Stone surfaces vary widely and include popular choices like granite, quartz, soapstone, travertine, Jerusalem stone and slate.  Most require particular cleaners as some may damage easily from improper care.  Stone surfaces also come in a variety of color choices to add personality to your kitchen.  The downside to stone is that the busier the design of the stone the easier crumbs and dirt can hide on the surface. However, solid surface colors can only accent the fact you need to clean it.  My favorite counters were black quartz in another house I lived in.  I loved the look when they were clean but I was constantly wiping them down (there were children in the house which accounted for the dirt and crumbs).

New Trends

New trends in counter tops are concrete, copper-wrapped and recycled-glass counters. Copper-wrapping seems to be popular on counters that are separate from the main countertop in the kitchen but not necessarily on the island.
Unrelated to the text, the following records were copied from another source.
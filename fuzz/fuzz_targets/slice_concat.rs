#![no_main]

use bytes::Bytes;
use dispatchbuf::DispatchData;
use libfuzzer_sys::fuzz_target;

// Split the input at fuzzer-chosen points, join the pieces and check
// every view against the flat input.
fuzz_target!(|input: (Vec<u8>, Vec<u16>, u16, u16)| {
    let (bytes, cuts, start, end) = input;

    let mut points: Vec<usize> = cuts
        .into_iter()
        .map(|cut| cut as usize % (bytes.len() + 1))
        .collect();
    points.sort_unstable();

    let mut data = DispatchData::new();
    let mut last = 0;
    for point in points.into_iter().chain(Some(bytes.len())) {
        data += DispatchData::from(Bytes::copy_from_slice(&bytes[last..point]));
        last = point;
    }

    assert_eq!(data.len(), bytes.len());
    assert_eq!(data.to_vec(), bytes);
    assert!(data.regions().all(|region| !region.is_empty()));

    let start = start as usize;
    let end = end as usize;
    let slice = data.slice(start..end);
    let expected = if start < end && start < bytes.len() {
        &bytes[start..end.min(bytes.len())]
    } else {
        &[][..]
    };
    assert_eq!(slice.to_vec(), expected);

    if let Some((region, range)) = data.region(start) {
        assert_eq!(region.to_vec(), &bytes[range]);
    } else {
        assert!(start >= bytes.len());
    }
});
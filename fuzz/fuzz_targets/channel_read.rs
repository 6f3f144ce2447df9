#![no_main]

use std::io::Cursor;

use dispatchbuf::{ChannelConfig, IoChannel, PipeSource};
use libfuzzer_sys::fuzz_target;

fuzz_target!(|input: (Vec<u8>, u16, Vec<u16>)| {
    let (bytes, read_size, lengths) = input;

    let config = ChannelConfig::default().with_read_size(read_size as usize % 4096 + 1);
    let mut channel = IoChannel::with_config(Cursor::new(bytes.clone()), config)
        .expect("read size is in range");

    let mut out = Vec::new();
    for length in lengths {
        match channel.read(length as usize) {
            Ok(data) => {
                assert!(data.len() <= length as usize);
                out.extend_from_slice(&data.to_vec());
            }
            Err(_) => return,
        }
    }

    let rest = channel.read_until_end().expect("cursor reads never fail");
    out.extend_from_slice(&rest.to_vec());
    assert_eq!(out, bytes);
});
// Integration tests for thread-local keys and storage
// Tests cover: key uniqueness, per-thread isolation, value lifetime

#![cfg(unix)]

use std::collections::HashSet;
use std::sync::{Arc, Barrier, Mutex};
use std::thread;

use dispatchbuf::{
    DispatchError, MAX_THREAD_KEYS, ThreadLocalKey, ThreadLocalStorage, create_thread_local_key,
};

// ============================================================================
// Key Allocation
// ============================================================================

#[test]
fn test_repeated_calls_give_distinct_keys() {
    let keys: Vec<ThreadLocalKey> = (0..32).map(|_| create_thread_local_key()).collect();
    let unique: HashSet<_> = keys.iter().map(ThreadLocalKey::as_raw).collect();

    assert_eq!(unique.len(), keys.len(), "live keys must never repeat");
}

#[test]
fn test_concurrent_calls_give_distinct_keys() {
    const THREADS: usize = 8;
    const PER_THREAD: usize = 8;

    let barrier = Arc::new(Barrier::new(THREADS));
    let keys = Arc::new(Mutex::new(Vec::new()));

    let handles: Vec<_> = (0..THREADS)
        .map(|_| {
            let barrier = Arc::clone(&barrier);
            let keys = Arc::clone(&keys);
            thread::spawn(move || {
                barrier.wait();
                let mine: Vec<_> = (0..PER_THREAD).map(|_| create_thread_local_key()).collect();
                keys.lock().unwrap().extend(mine);
            })
        })
        .collect();

    for handle in handles {
        handle.join().unwrap();
    }

    let keys = keys.lock().unwrap();
    let unique: HashSet<_> = keys.iter().map(ThreadLocalKey::as_raw).collect();
    assert_eq!(keys.len(), THREADS * PER_THREAD);
    assert_eq!(unique.len(), keys.len());
}

#[test]
fn test_try_new_succeeds() {
    let key = ThreadLocalKey::try_new().expect("slot table should not be exhausted");
    assert!(key.get().is_null());
}

// ============================================================================
// Slot Table Exhaustion
// ============================================================================

// Set in the child process that fills the slot table.
const EXHAUST_KEYS_ENV: &str = "DISPATCHBUF_EXHAUST_KEYS";

#[test]
fn test_exhaustion_is_fatal() {
    use std::os::unix::process::ExitStatusExt;
    use std::process::Command;

    if std::env::var_os(EXHAUST_KEYS_ENV).is_some() {
        exhaust_keys_then_create();
    }

    let output = Command::new(std::env::current_exe().unwrap())
        .args(["--exact", "test_exhaustion_is_fatal", "--nocapture"])
        .env(EXHAUST_KEYS_ENV, "1")
        .output()
        .unwrap();
    let stderr = String::from_utf8_lossy(&output.stderr);

    assert_eq!(
        output.status.signal(),
        Some(libc::SIGABRT),
        "child did not abort: {:?}\n{}",
        output.status,
        stderr
    );
    assert!(stderr.contains("exhausted slot table"), "{}", stderr);
    assert!(stderr.contains("thread-local key table exhausted, aborting"), "{}", stderr);
}

/// Fills the slot table, checks the recoverable error, then hits the fatal path.
fn exhaust_keys_then_create() -> ! {
    tracing_subscriber::fmt()
        .with_writer(std::io::stderr)
        .with_ansi(false)
        .init();

    let mut held = Vec::new();
    let err = loop {
        match ThreadLocalKey::try_new() {
            Ok(key) => held.push(key),
            Err(err) => break err,
        }
        assert!(held.len() <= MAX_THREAD_KEYS, "slot table never filled");
    };

    match err {
        DispatchError::KeyCreation { code } => assert_eq!(code, libc::EAGAIN),
        other => panic!("unexpected error: {:?}", other),
    }
    eprintln!("exhausted slot table after {} keys", held.len());

    let _key = create_thread_local_key();
    unreachable!("key creation succeeded with {} keys held", held.len());
}

// ============================================================================
// Per-Thread Values
// ============================================================================

#[test]
fn test_two_threads_see_their_own_values() {
    let barrier = Arc::new(Barrier::new(2));

    let spawn = |value: u32| {
        let barrier = Arc::clone(&barrier);
        thread::spawn(move || {
            let key = create_thread_local_key();
            let mut stored = value;
            key.set(std::ptr::from_mut(&mut stored).cast()).unwrap();

            // Both threads have stored before either reads back
            barrier.wait();

            let read = key.get().cast::<u32>();
            // SAFETY: the pointer was stored by this thread and `stored` is live.
            let read = unsafe { *read };
            key.set(std::ptr::null_mut()).unwrap();
            read
        })
    };

    let t1 = spawn(10);
    let t2 = spawn(20);

    assert_eq!(t1.join().unwrap(), 10);
    assert_eq!(t2.join().unwrap(), 20);
}

#[test]
fn test_shared_key_is_isolated_per_thread() {
    let storage = ThreadLocalStorage::new();
    let barrier = Barrier::new(2);

    thread::scope(|s| {
        let a = s.spawn(|| {
            storage.set(10u32).unwrap();
            barrier.wait();
            *storage.get().unwrap()
        });
        let b = s.spawn(|| {
            storage.set(20u32).unwrap();
            barrier.wait();
            *storage.get().unwrap()
        });

        assert_eq!(a.join().unwrap(), 10);
        assert_eq!(b.join().unwrap(), 20);
    });

    assert!(storage.get().is_none(), "the main thread never stored a value");
}

#[test]
fn test_storage_lazily_initialises_per_thread() {
    let storage = ThreadLocalStorage::new();
    let main_value = storage.get_or_init(|| String::from("main"));

    let other = thread::scope(|s| {
        s.spawn(|| storage.get_or_init(|| String::from("worker")).to_string())
            .join()
            .unwrap()
    });

    assert_eq!(other, "worker");
    assert_eq!(*main_value, "main");
    assert!(Arc::ptr_eq(&main_value, &storage.get().unwrap()));
}
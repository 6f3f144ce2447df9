//! Internal scratch buffer management for channel reads.
//!
//! This module provides a thread-local buffer pool so repeated reads on the
//! same thread do not reallocate their landing buffer. It is an
//! implementation detail and not part of the public API.

mod pool;

pub(crate) use pool::Buffer;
Recycled-glass counters are higher-end because of the process to make them. A mix of colorful glass chips from various broken glass items are blended with concrete and sealed for a smooth finish. Terazzo is making a comeback in both flooring and countertops for homeowners making that mid-century modern statement.

Other trends include eco-friendly counters like composite countertops. These can be made of recycled paper or fly ash and are sealed to resist bacteria. They are heat resistant, too. Engineered stone, stainless steel, solid surface and “upscale” laminate are also popular choices.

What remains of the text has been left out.